Dr. Giuseppe Marramà (PI)

Univ.-Prof. Dr. Jürgen Kriwet

Prof. Dr. Giorgio Carnevale (Università degli Studi di Torino, Italy)

Evolutionary Dynamics of Eocenen Antarctic Fishes (FWF-Project P26465-B25)

Primary Investigator: Univ.-Prof. Dr. Jürgen Kriwet

Background: The Palaeogene was one of the most important time intervals in global climatic developments characterized, inter alia, by a late Eocene transition from the greenhouse world to icehouse conditions (ca. 49-34 Ma). The final cooling phase across the Eocene-Oligocene (E-O) boundary (ca. 33.7 Ma) resulted in the thermal isolation of Antarctica and the establishment of large Antarctic ice sheets. These climatic changes, which persisted into the earliest Oligocene resulted in major biotic turnovers in marine and terrestrial floras and faunas.
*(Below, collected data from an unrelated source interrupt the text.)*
//! Persisted player configuration and high scores.
//!
//! Both records deserialize with container-level defaults, so a document with
//! missing keys loads with those keys filled in and every present key kept.

use std::collections::BTreeMap;

use serde::{Deserialize, Serialize};

use invaders_core::enums::{GameMode, Tier, Unlock};
use invaders_core::state::ProfileView;

pub const DEFAULT_SKIN: &str = "default";
pub const LEVEL5_SKIN: &str = "level5_skin";

pub const SOUND_VOLUME_MAX: f32 = 1.0;
pub const SOUND_VOLUME_STEP: f32 = 0.1;
pub const MUSIC_VOLUME_MAX: f32 = 0.2;
pub const MUSIC_VOLUME_STEP: f32 = 0.01;

/// Unlocks, settings and level progress.
#[derive(Debug, Clone, PartialEq, Serialize, Deserialize)]
#[serde(default)]
pub struct Config {
    pub unlock_impossible: bool,
    pub unlocked_skins: Vec<String>,
    pub active_skin: String,
    pub max_level_reached: u32,
    pub shotgun_unlocked: bool,
    pub whip_unlocked: bool,
    pub sound_volume: f32,
    pub music_volume: f32,
    pub fullscreen_enabled: bool,
    pub mouse_control: bool,
}

impl Default for Config {
    fn default() -> Self {
        Self {
            unlock_impossible: false,
            unlocked_skins: vec![DEFAULT_SKIN.to_string()],
            active_skin: DEFAULT_SKIN.to_string(),
            max_level_reached: 1,
            shotgun_unlocked: false,
            whip_unlocked: false,
            sound_volume: 0.5,
            music_volume: 0.07,
            fullscreen_enabled: false,
            mouse_control: false,
        }
    }
}

impl Config {
    /// Record an unlock. Returns `false` if it was already held.
    pub fn grant(&mut self, unlock: Unlock) -> bool {
        match unlock {
            Unlock::ImpossibleTier => !std::mem::replace(&mut self.unlock_impossible, true),
            Unlock::SpreadWeapon => !std::mem::replace(&mut self.shotgun_unlocked, true),
            Unlock::SweepWeapon => !std::mem::replace(&mut self.whip_unlocked, true),
            Unlock::Level5Skin => {
                if self.unlocked_skins.iter().any(|s| s == LEVEL5_SKIN) {
                    false
                } else {
                    self.unlocked_skins.push(LEVEL5_SKIN.to_string());
                    true
                }
            }
            // Run-scoped, never persisted.
            Unlock::ExplosiveShot => false,
        }
    }

    pub fn adjust_sound_volume(&mut self, up: bool) {
        self.sound_volume = step_volume(self.sound_volume, SOUND_VOLUME_STEP, SOUND_VOLUME_MAX, up);
    }

    pub fn adjust_music_volume(&mut self, up: bool) {
        self.music_volume = step_volume(self.music_volume, MUSIC_VOLUME_STEP, MUSIC_VOLUME_MAX, up);
    }

    /// Switch to an unlocked skin. Returns `false` for unknown or locked skins.
    pub fn select_skin(&mut self, skin: &str) -> bool {
        if self.unlocked_skins.iter().any(|s| s == skin) {
            self.active_skin = skin.to_string();
            true
        } else {
            false
        }
    }
}

fn step_volume(value: f32, step: f32, max: f32, up: bool) -> f32 {
    let next = if up { value + step } else { value - step };
    // Snap to the step grid so repeated presses do not drift.
    let snapped = (next / step).round() * step;
    snapped.clamp(0.0, max)
}

/// Best scores per tier and per level.
#[derive(Debug, Clone, Default, PartialEq, Eq, Serialize, Deserialize)]
#[serde(default)]
pub struct HighScores {
    pub easy: u32,
    pub medium: u32,
    pub hard: u32,
    pub impossible: u32,
    /// Keyed `"level_{n}"`.
    pub level_mode: BTreeMap<String, u32>,
}

impl HighScores {
    pub fn level_key(level: u32) -> String {
        format!("level_{level}")
    }

    /// Key under which `mode` records its high score.
    pub fn key_for(mode: GameMode) -> String {
        match mode {
            GameMode::Tier(tier) => tier.key().to_string(),
            GameMode::Level(level) => Self::level_key(level),
        }
    }

    pub fn get(&self, mode: GameMode) -> u32 {
        match mode {
            GameMode::Tier(tier) => *self.tier_slot(tier),
            GameMode::Level(level) => self
                .level_mode
                .get(&Self::level_key(level))
                .copied()
                .unwrap_or(0),
        }
    }

    /// Record `score` for `mode` if it beats the stored one. A level with no
    /// entry yet always records. Returns whether anything changed.
    pub fn record(&mut self, mode: GameMode, score: u32) -> bool {
        match mode {
            GameMode::Tier(tier) => {
                let slot = self.tier_slot_mut(tier);
                if score > *slot {
                    *slot = score;
                    true
                } else {
                    false
                }
            }
            GameMode::Level(level) => {
                let key = Self::level_key(level);
                match self.level_mode.get(&key) {
                    Some(best) if *best >= score => false,
                    _ => {
                        self.level_mode.insert(key, score);
                        true
                    }
                }
            }
        }
    }

    fn tier_slot(&self, tier: Tier) -> &u32 {
        match tier {
            Tier::Easy => &self.easy,
            Tier::Medium => &self.medium,
            Tier::Hard => &self.hard,
            Tier::Impossible => &self.impossible,
        }
    }

    fn tier_slot_mut(&mut self, tier: Tier) -> &mut u32 {
        match tier {
            Tier::Easy => &mut self.easy,
            Tier::Medium => &mut self.medium,
            Tier::Hard => &mut self.hard,
            Tier::Impossible => &mut self.impossible,
        }
    }
}

/// Everything persisted about the player.
#[derive(Debug, Clone, Default, PartialEq, Serialize, Deserialize)]
pub struct Profile {
    pub config: Config,
    pub high_scores: HighScores,
}

impl Profile {
    pub fn view(&self) -> ProfileView {
        let c = &self.config;
        ProfileView {
            max_level_reached: c.max_level_reached,
            unlock_impossible: c.unlock_impossible,
            shotgun_unlocked: c.shotgun_unlocked,
            whip_unlocked: c.whip_unlocked,
            active_skin: c.active_skin.clone(),
            unlocked_skins: c.unlocked_skins.clone(),
            sound_volume: c.sound_volume,
            music_volume: c.music_volume,
            mouse_control: c.mouse_control,
            fullscreen_enabled: c.fullscreen_enabled,
        }
    }
}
Today's Southern Ocean, which is delimited by the circum-Antarctic current (Antarctic Convergence) and the Antarctic continent, which is located within it are amongst the most remote and coldest places in the world and are both a key element in any model of Earth processes and climatic changes as well as a site of unique evolutionary traits related to the abiotic characters. The extant fish fauna within the Antarctic Convergence is striking in its low taxonomic diversity and high number of endemic taxa. The chondrichthyan fauna is extremely impoverished compared to the modern teleost fauna and this situation was similar in the Eocene.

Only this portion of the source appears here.